Do ponto de vista do investimento público, 2024 é o ano de todos os incentivos: fundos do PRR em máxima utilização (ainda há poucos dias o Governo anunciou a aprovação de Bruxelas sobre o reforço de verbas e a solicitação de mais dois pagamentos parciais), PT2030 em arranque efetivo (já existe mapa de avisos publicado e as primeiras verbas já estão a concurso), novos envelopes de incentivo da EU em fase de discussão e execução (no que diz respeito, por exemplo, a acelerar a transição energética e aos compromissos com a sustentabilidade).

Ao nível do investimento privado, apesar de se aceitar que exista alguma cautela, há muito que a banca portuguesa não apresentava índices de resiliência tão consolidados e, genericamente, a grande maioria das empresas do PSI20 se prepara para fechar o ano com receitas e lucros significativos, perspetivando um cenário para 2024 que não parece menos otimista que o que existia para 2023. Se pensarmos que no plano teórico são as PMEs as maiores beneficiárias dos atuais envelopes de incentivos, então não há como duvidar de um ano forte e que pode
ainda vir a beneficiar de algum abrandamento dos juros (mais provável no 2º semestre).

O perpetuar do conflito na Ucrânia e a recente destabilização do Médio Oriente voltarão a contribuir para a manutenção de Portugal como um destino turístico de eleição, dando asas àqueles que acreditam que o setor continuará a ser força motriz do crescimento nacional. Até mesmo alguns dos nossos principais parceiros económicos parecem ter tido um ano tão difícil em 2023 que arriscam a ter um 2024 a nivelar por cima (Espanha, Alemanha e Reino Unido são apenas alguns exemplos).

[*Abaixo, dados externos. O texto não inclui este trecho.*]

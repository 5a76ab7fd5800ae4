//! Console command parsing.
//!
//! Each input line is `<player> <command> [args]`. The sell command accepts
//! the aliases `sellclaim`, `sellclaimblocks`, `sellblocks`, and the
//! two-word `sell blocks`, followed by an optional block count.

/// Usage string for the sell command.
pub const SELL_SYNTAX: &str = "sellblocks [<amount>]";

/// Usage string for the grant command.
pub const GIVE_SYNTAX: &str = "giveblocks <amount>";

const SELL_ALIASES: [&str; 3] = ["sellclaim", "sellclaimblocks", "sellblocks"];

/// Errors from parsing a console line.
#[derive(Debug, Clone, PartialEq, Eq, thiserror::Error)]
pub enum CommandError {
    /// A player name was given without a command.
    #[error("missing command for player {0}")]
    MissingCommand(String),

    /// The command word is not recognized.
    #[error("unknown command: {0}")]
    UnknownCommand(String),

    /// The amount argument is not an integer.
    #[error("invalid amount {value:?} ({reason}), usage: {syntax}")]
    InvalidAmount {
        /// The offending argument.
        value: String,
        /// Why it did not parse.
        reason: String,
        /// Usage for the command.
        syntax: &'static str,
    },

    /// Too many or too few arguments.
    #[error("usage: {0}")]
    Usage(&'static str),
}

/// A parsed command.
#[derive(Debug, Clone, Copy, PartialEq, Eq)]
pub enum Command {
    /// Sell blocks, or quote when no amount is given.
    SellBlocks {
        /// Requested block count as typed.
        amount: Option<i64>,
    },
    /// Grant bonus blocks to the player.
    GiveBlocks {
        /// Blocks to add.
        amount: u64,
    },
}

/// A command together with the player who issued it.
#[derive(Debug, Clone, Copy, PartialEq, Eq)]
pub struct ConsoleLine<'a> {
    /// Player display name.
    pub player: &'a str,
    /// What they asked for.
    pub command: Command,
}

/// Parse one console line. Blank lines yield `Ok(None)`.
///
/// # Errors
///
/// Returns [`CommandError`] when the line is not a valid command.
pub fn parse_line(line: &str) -> Result<Option<ConsoleLine<'_>>, CommandError> {
    let mut words = line.split_whitespace();
    let Some(player) = words.next() else {
        return Ok(None);
    };
    let verb = words
        .next()
        .ok_or_else(|| CommandError::MissingCommand(player.to_owned()))?;

    let command = if SELL_ALIASES.contains(&verb.to_ascii_lowercase().as_str()) {
        parse_sell(words)?
    } else if verb.eq_ignore_ascii_case("sell") {
        match words.next() {
            Some(sub) if sub.eq_ignore_ascii_case("blocks") => parse_sell(words)?,
            _ => return Err(CommandError::UnknownCommand(line.trim().to_owned())),
        }
    } else if verb.eq_ignore_ascii_case("giveblocks") {
        parse_give(words)?
    } else {
        return Err(CommandError::UnknownCommand(verb.to_owned()));
    };

    Ok(Some(ConsoleLine { player, command }))
}

fn parse_sell<'a>(mut args: impl Iterator<Item = &'a str>) -> Result<Command, CommandError> {
    let amount = match args.next() {
        None => None,
        Some(raw) => Some(raw.parse::<i64>().map_err(|e| CommandError::InvalidAmount {
            value: raw.to_owned(),
            reason: e.to_string(),
            syntax: SELL_SYNTAX,
        })?),
    };
    if args.next().is_some() {
        return Err(CommandError::Usage(SELL_SYNTAX));
    }
    Ok(Command::SellBlocks { amount })
}

fn parse_give<'a>(mut args: impl Iterator<Item = &'a str>) -> Result<Command, CommandError> {
    let raw = args.next().ok_or(CommandError::Usage(GIVE_SYNTAX))?;
    let amount = raw.parse::<u64>().map_err(|e| CommandError::InvalidAmount {
        value: raw.to_owned(),
        reason: e.to_string(),
        syntax: GIVE_SYNTAX,
    })?;
    if args.next().is_some() {
        return Err(CommandError::Usage(GIVE_SYNTAX));
    }
    Ok(Command::GiveBlocks { amount })
}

E a cereja no topo do bolo parecem ser as medidas de redução de impostos do novo orçamento que vão colocar mais alguns euros no bolso dos portugueses, contribuindo para estimular ou pelo menos evitar quebras no consumo privado – ainda que a poupança artificial dos anos Covid se comece a esgotar e que a tensão social começa a ser visível nalgumas áreas de serviço público onde as reformas teimam em não se materializar.

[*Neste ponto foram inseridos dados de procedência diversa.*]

//! Enumeration types for sale outcomes.

use serde::{Deserialize, Serialize};

/// Why selling is switched off for a player.
///
/// Both modes reject the sale identically; they only select a more
/// specific message for the player.
#[derive(Debug, Clone, Copy, PartialEq, Eq, Hash, Serialize, Deserialize)]
#[serde(rename_all = "snake_case")]
pub enum SellDisabledMode {
    /// Sell price is exactly zero: blocks may be bought but not sold.
    BuyOnly,
    /// Sell price is negative or unset: block trading is fully disabled.
    FullyDisabled,
}

/// The reason a sale was rejected.
///
/// Every rejection is terminal and leaves the player's resource account
/// untouched.
#[derive(Debug, Clone, PartialEq, Eq, Hash, Serialize, Deserialize)]
#[serde(tag = "kind", rename_all = "snake_case")]
pub enum RejectReason {
    /// No external economy integration is installed.
    EconomyUnavailable,
    /// The player's sell price is zero or negative.
    SellingDisabled {
        /// Which flavor of "disabled" applies.
        mode: SellDisabledMode,
    },
    /// The external ledger could not resolve an account for the player.
    NoExternalAccount,
    /// The requested quantity was zero or negative.
    InvalidQuantity {
        /// The quantity as typed by the caller.
        requested: i64,
    },
    /// The requested quantity exceeds the blocks available for sale.
    InsufficientBalance {
        /// The quantity as typed by the caller.
        requested: i64,
        /// Blocks available at the time of the request.
        available: u64,
    },
    /// The external ledger rejected the deposit, errored, or timed out.
    DepositFailed {
        /// Upstream reason, passed through opaquely.
        reason: String,
    },
}

impl RejectReason {
    /// Short machine-readable tag, used as a structured log field.
    pub const fn tag(&self) -> &'static str {
        match self {
            Self::EconomyUnavailable => "economy_unavailable",
            Self::SellingDisabled { .. } => "selling_disabled",
            Self::NoExternalAccount => "no_external_account",
            Self::InvalidQuantity { .. } => "invalid_quantity",
            Self::InsufficientBalance { .. } => "insufficient_balance",
            Self::DepositFailed { .. } => "deposit_failed",
        }
    }
}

Por último, o efeito multiplicador dos investimentos estruturantes ao nível da aposta no digital, nas agendas mobilizadoras de inovação e agendas verdes, e a resolução de alguns dossiers penosos para as contas públicas, tudo parece convergir a favor de uma ambição maior para o crescimento da nossa economia.

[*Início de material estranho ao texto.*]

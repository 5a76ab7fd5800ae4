//! Error types for the claimsale-core crate.
//!
//! Business rejections (bad quantity, selling disabled, deposit refused)
//! are not errors: they travel as [`RejectReason`] values inside a
//! [`LiquidationOutcome`]. The errors here cover the infrastructure around
//! the transaction.
//!
//! [`RejectReason`]: claimsale_types::RejectReason
//! [`LiquidationOutcome`]: claimsale_types::LiquidationOutcome

use crate::store::StoreError;

/// Errors that can occur while running a sale through [`ClaimBlockSales`].
///
/// [`ClaimBlockSales`]: crate::service::ClaimBlockSales
#[derive(Debug, thiserror::Error)]
pub enum SaleError {
    /// The player's resource account could not be loaded.
    #[error("player data unavailable: {source}")]
    Store {
        /// The underlying store error.
        #[from]
        source: StoreError,
    },
}

/// Errors raised while building or rendering player messages.
#[derive(Debug, thiserror::Error)]
pub enum ReportError {
    /// A configured message override names a key that does not exist.
    #[error("unknown message key: {0}")]
    UnknownMessageKey(String),

    /// A message template failed to compile or render.
    #[error("template error: {0}")]
    Template(String),
}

Mas então, de que estamos à espera? Qual a justificação para tanta modéstia, tanta falta de ambição? Porquê “apenas” 1,5%?

Alguns dirão que é bom ser prudente, talvez até um pouco conservador, quando o mundo parece estar a ficar louco. Outros acusarão o Governo de ter uma qualquer estratégia eleitoralista que sairá beneficiada de poder exceder expectativas quando fechar o ano de 2024 e criar algum tipo de reserva para o orçamento do ano seguinte. Os mais pessimistas, dirão que Portugal falhou o timing da realização de reformas estruturais e que amos pagar nos próximos anos com um crescimento anémico, abaixo da média da União Europeia, afastando Portugal ainda mais dos seus principais parceiros económicos.

Como sempre, num sistema democrático, plural e livre, cada um tem o direito à sua opinião (ou ao seu palpite). 2024 não será um ano fácil. Tem tudo para começar mal: conflitos armados, tensões económicas, um certo pessimismo generalizado que se instalou desde a segunda vaga da Covid e do qual ainda não nos conseguimos livrar.

Mas a verdade é que, olhando aos aspetos fundamentais, tem tudo para ser um ano de virar de página, de crescimento económico sólido, de mais vitórias do que derrotas, um ano onde, o final seja mais risonho que o princípio, onde as vibrações positivas superem os desafios.

Para isso, no entanto, temos que ser ambiciosos… temos ingredientes para um resultado melhor e é com esse objetivo em mente que vamos enfrentar 2024. Será um ano de superação. Mesmo que a ditadura das contas certas nos queira fazer acreditar no contrário!

Nota: Os pontos de vista e opiniões aqui expressos são os meus e não representam nem refletem necessariamente os pontos de vista e opiniões da KPMG Portugal.